Mixing Time of the Proximal Sampler in Relative Fisher Information via Strong Data Processing Inequality

TL;DR

This paper proves exponential convergence of the Proximal Sampler in relative Fisher information for strongly log-concave distributions, linking it to Langevin dynamics and establishing a high-accuracy iteration complexity guarantee.

Contribution

It introduces a novel analysis using strong data processing inequalities to establish exponential convergence of the Proximal Sampler in relative Fisher information.

Findings

Proximal Sampler converges exponentially fast in relative Fisher information.

The convergence rate matches that of continuous-time Langevin dynamics.

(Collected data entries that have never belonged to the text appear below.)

//! Guarded lookups and read post-processing.

use super::guard::PolicyUtil;
use crate::model::ValidationMode;
use bastion_core::meta::{is_aux_relation, OMIT_ATTRIBUTE, SYSTEM_ATTRIBUTE};
use bastion_core::query::{and, as_where, entity_ids, id_selection, is_false, is_requested, is_true};
use bastion_core::{DbClient, Error, PolicyOperation, Result};
use futures::future::{BoxFuture, FutureExt};
use serde_json::{json, Map, Value};
use std::sync::Arc;
use tracing::debug;

/// Post-process an entity read under injected guards.
///
/// Verifies every to-one relation in the entity against its read guard
/// (replacing unreadable ones with `null`), removes system and omitted
/// fields, and projects the entity back to the caller's `select`.
///
/// # Arguments
///
/// * `db` - Client of the layer below, used for to-one verification.
/// * `util` - Guard evaluation for the principal.
/// * `model` - Model of the entity.
/// * `entity` - Entity as returned by the layer below.
/// * `args` - The caller's original arguments (`select`/`include`).
pub fn post_process<'a>(
    db: &'a Arc<dyn DbClient>,
    util: PolicyUtil<'a>,
    model: &'a str,
    entity: Value,
    args: &'a Value,
) -> BoxFuture<'a, Result<Value>> {
    async move {
        let Value::Object(map) = entity else {
            return Ok(entity);
        };
        let select = args.get("select").and_then(Value::as_object);
        let include = args.get("include").and_then(Value::as_object);
        let empty = Value::Object(Map::new());

        let mut out = Map::new();
        for (name, value) in map {
            if is_aux_relation(&name) {
                continue;
            }
            let Some(field) = util.meta.field(model, &name) else {
                // `_count` and other computed entries
                out.insert(name, value);
                continue;
            };
            let requested = select
                .map(|s| s.get(&name).map(is_requested).unwrap_or(false))
                .or_else(|| include.and_then(|i| i.get(&name)).map(is_requested));

            if field.is_data_model {
                if requested == Some(false) || (select.is_some() && requested.is_none()) {
                    continue;
                }
                let spec = select
                    .and_then(|s| s.get(&name))
                    .or_else(|| include.and_then(|i| i.get(&name)))
                    .filter(|s| s.is_object())
                    .unwrap_or(&empty);
                let target = field.field_type.as_str();
                let value = match value {
                    Value::Array(items) => {
                        let mut rebuilt = Vec::with_capacity(items.len());
                        for item in items {
                            rebuilt.push(post_process(db, util, target, item, spec).await?);
                        }
                        Value::Array(rebuilt)
                    }
                    related @ Value::Object(_) => {
                        if readable_to_one(db, util, target, &related).await? {
                            post_process(db, util, target, related, spec).await?
                        } else {
                            debug!(model, relation = %name, "to-one relation is not readable");
                            Value::Null
                        }
                    }
                    other => other,
                };
                out.insert(name, value);
                continue;
            }

            if field.has_attribute(SYSTEM_ATTRIBUTE) {
                continue;
            }
            match select {
                Some(_) if requested != Some(true) => continue,
                None if field.has_attribute(OMIT_ATTRIBUTE) => continue,
                _ => {}
            }
            out.insert(name, value);
        }
        Ok(Value::Object(out))
    }
    .boxed()
}

/// Whether a related entity fetched through a to-one relation passes its read guard.
async fn readable_to_one(
    db: &Arc<dyn DbClient>,
    util: PolicyUtil<'_>,
    model: &str,
    entity: &Value,
) -> Result<bool> {
    let guard = util.guard(model, PolicyOperation::Read, None);
    if is_true(&guard) {
        return Ok(true);
    }
    if is_false(&guard) {
        return Ok(false);
    }
    let Some(ids) = entity_ids(util.meta, model, entity) else {
        return Ok(false);
    };
    let found = db
        .model(model)?
        .find_first(json!({
            "where": as_where(and([Value::Object(ids), guard])),
            "select": id_selection(util.meta, model),
        }))
        .await?;
    Ok(found.is_some())
}

/// Read an entity under read guards, shaped by the caller's `select`/`include`.
///
/// # Returns
///
/// The entity, or `None` if it does not exist or is not readable.
pub async fn read_back(
    db: &Arc<dyn DbClient>,
    util: PolicyUtil<'_>,
    model: &str,
    original: &Value,
    filter: Value,
) -> Result<Option<Value>> {
    let mut args = Map::new();
    for key in ["select", "include"] {
        if let Some(v) = original.get(key).filter(|v| !v.is_null()) {
            args.insert(key.to_string(), v.clone());
        }
    }
    let shape = Value::Object(args.clone());
    args.insert("where".to_string(), filter);
    let Some(guarded) = util.inject_for_read(model, &Value::Object(args)) else {
        return Ok(None);
    };
    match db.model(model)?.find_first(guarded).await? {
        Some(entity) => Ok(Some(post_process(db, util, model, entity, &shape).await?)),
        None => Ok(None),
    }
}

/// Look up the ids of the entity matching `filter`, ignoring policies.
///
/// # Returns
///
/// The ids, `None` if absent, or `Error::NotFound` if absent and `throw` is set.
pub async fn check_existence(
    db: &Arc<dyn DbClient>,
    util: PolicyUtil<'_>,
    model: &str,
    filter: &Value,
    throw: bool,
) -> Result<Option<Map<String, Value>>> {
    let found = db
        .model(model)?
        .find_first(json!({ "where": filter, "select": id_selection(util.meta, model) }))
        .await?;
    match found.and_then(|e| entity_ids(util.meta, model, &e)) {
        Some(ids) => Ok(Some(ids)),
        None if throw => Err(Error::NotFound(format!("{} entity not found", model))),
        None => Ok(None),
    }
}

/// Check that the entity matching `filter` satisfies the guard of `operation`.
///
/// For `create` and `postUpdate`, the stored entity is also validated
/// against the model's validation schema.
pub async fn check_policy_for_unique(
    db: &Arc<dyn DbClient>,
    util: PolicyUtil<'_>,
    model: &str,
    filter: &Value,
    operation: PolicyOperation,
    pre_value: Option<&Value>,
) -> Result<()> {
    let guard = util.guard(model, operation, pre_value);
    if is_false(&guard) {
        return Err(Error::denied(model, operation, None));
    }
    let lower = db.model(model)?;
    if !is_true(&guard) {
        let found = lower
            .find_first(json!({
                "where": as_where(and([filter.clone(), guard])),
                "select": id_selection(util.meta, model),
            }))
            .await?;
        if found.is_none() {
            return Err(Error::denied(
                model,
                operation,
                Some(format!("entity {} failed policy check", filter)),
            ));
        }
    }

    if matches!(operation, PolicyOperation::Create | PolicyOperation::PostUpdate)
        && util.has_validation(model)
    {
        if let Some(entity) = lower.find_first(json!({ "where": filter })).await? {
            util.validate(model, &entity, ValidationMode::Entity)?;
        }
    }
    Ok(())
}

Provides iteration complexity guarantees for high-accuracy sampling.

Abstract

We study the mixing time guarantee for sampling in relative Fisher information via the Proximal Sampler algorithm, which is an approximate proximal discretization of the Langevin dynamics. We show that when the target probability distribution is strongly log-concave, the relative Fisher information converges exponentially fast along the Proximal Sampler; this matches the exponential convergence rate of the relative Fisher information along the continuous-time Langevin dynamics for strongly log-concave target. When combined with a standard implementation of the Proximal Sampler via rejection sampling, this exponential convergence rate provides a high-accuracy iteration complexity guarantee for the Proximal Sampler in relative Fisher information when the target distribution is strongly log-concave and log-smooth. Our proof proceeds by establishing a strong data processing inequality for relative Fisher information along the Gaussian channel under strong log-concavity, and a data processing inequality along the reverse Gaussian channel for a special distribution. The forward and reverse Gaussian channels compose to form the Proximal Sampler, and these data processing inequalities imply the exponential convergence rate of the relative Fisher information along the Proximal Sampler.